Saved data entries:
==============================
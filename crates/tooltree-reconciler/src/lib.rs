//! `tooltree-reconciler` – keeps a live tool registry in step with a
//! declarative capability tree.
//!
//! Producers describe *what should exist* as a [`Snapshot`]; this crate works
//! out *what to change* and issues the minimal sequence of register and
//! unregister calls against a [`RegistryAdapter`].
//!
//! # Modules
//!
//! - [`flatten`] – snapshot to name-keyed [`FlatTree`], rejecting duplicate
//!   names.
//! - [`plan`] – [`Plan`]: removed / changed / added / kept sets.
//! - [`record`] – [`RegistrationRecord`]: names the sink currently holds and
//!   their handles.
//! - [`engine`] – [`ReconciliationEngine`]: runs one pass and reports the
//!   [`Operation`]s it issued.
//! - [`scheduler`] – [`CommitScheduler`]: serializes passes, coalesces
//!   snapshots and owns the connection lifecycle.
//! - [`store`] – [`Store`] and [`spawn_commit_pump`]: state that re-renders
//!   into snapshots and feeds them to the scheduler.
//! - [`error`] – [`ReconcileError`] and [`SchedulerError`].
//!
//! [`Snapshot`]: tooltree_types::Snapshot
//! [`RegistryAdapter`]: tooltree_registry::RegistryAdapter

pub mod engine;
pub mod error;
pub mod flatten;
pub mod plan;
pub mod record;
pub mod scheduler;
pub mod store;

#[cfg(test)]
mod testing;

pub use engine::{Operation, PassReport, ReconciliationEngine};
pub use error::{ReconcileError, SchedulerError, SinkCall};
pub use flatten::{FlatTree, flatten};
pub use plan::{Plan, diff, plan};
pub use record::RegistrationRecord;
pub use scheduler::{
    CommitScheduler, ConnectFailurePolicy, DisconnectPolicy, SchedulerConfig, SchedulerState,
};
pub use store::{Dispatcher, Store, spawn_commit_pump};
==============================
-- Exercise directions --
Each line above with the string "ReconcileError" in it should be located and copied.

-- Problem solution --
//! - [`error`] – [`ReconcileError`] and [`SchedulerError`].
pub use error::{ReconcileError, SchedulerError, SinkCall};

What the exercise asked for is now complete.